**YOUR OBJECTIVE**
The answer must consist of each line below that contains the word "Rejection", copied in full.

####

//! Authentication extractors.
//!
//! Requests authenticate with a Bearer session token. The extractor verifies
//! the signature, then loads the user so handlers never act on a deleted
//! account.

use axum::{
    extract::FromRequestParts,
    http::{header, request::Parts},
};

use crate::db::users::UserRepository;
use crate::error::AppError;
use crate::models::CurrentUser;
use crate::state::AppState;

/// Extractor that requires an authenticated user.
///
/// Rejects with a 401 envelope when the Authorization header is missing,
/// malformed, expired, or names a user that no longer exists.
///
/// # Example
///
/// ```rust,ignore
/// async fn protected_handler(
///     RequireUser(user): RequireUser,
/// ) -> impl IntoResponse {
///     format!("Hello, {}!", user.name)
/// }
/// ```
pub struct RequireUser(pub CurrentUser);

impl FromRequestParts<AppState> for RequireUser {
    type Rejection = AppError;

    async fn from_request_parts(
        parts: &mut Parts,
        state: &AppState,
    ) -> Result<Self, Self::Rejection> {
        let token = bearer_token(parts)
            .ok_or_else(|| AppError::Unauthorized("No token provided".to_owned()))?;

        let user = resolve_user(state, token)
            .await?
            .ok_or_else(|| AppError::Unauthorized("User not found".to_owned()))?;

        Ok(Self(user))
    }
}

/// Extractor that optionally gets the current user.
///
/// Unlike `RequireUser`, this does not reject unauthenticated requests; a
/// bad or stale token simply yields `None`.
pub struct OptionalUser(pub Option<CurrentUser>);

impl FromRequestParts<AppState> for OptionalUser {
    type Rejection = std::convert::Infallible;

    async fn from_request_parts(
        parts: &mut Parts,
        state: &AppState,
    ) -> Result<Self, Self::Rejection> {
        let user = match bearer_token(parts) {
            Some(token) => resolve_user(state, token).await.ok().flatten(),
            None => None,
        };

        Ok(Self(user))
    }
}

/// Pull the Bearer token out of the Authorization header.
fn bearer_token(parts: &Parts) -> Option<&str> {
    parts
        .headers
        .get(header::AUTHORIZATION)
        .and_then(|v| v.to_str().ok())
        .and_then(|v| v.strip_prefix("Bearer "))
        .map(str::trim)
        .filter(|t| !t.is_empty())
}

/// Verify the token and load its user from the database.
async fn resolve_user(state: &AppState, token: &str) -> Result<Option<CurrentUser>, AppError> {
    let user_id = state
        .tokens()
        .verify(token)
        .map_err(|_| AppError::Unauthorized("Invalid token".to_owned()))?;

    let user = UserRepository::new(state.pool()).get_by_id(user_id).await?;

    Ok(user.map(|u| CurrentUser::from(&u)))
}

####

**SOLUTION TO THE EXERCISE**
    type Rejection = AppError;
    ) -> Result<Self, Self::Rejection> {
    type Rejection = std::convert::Infallible;
    ) -> Result<Self, Self::Rejection> {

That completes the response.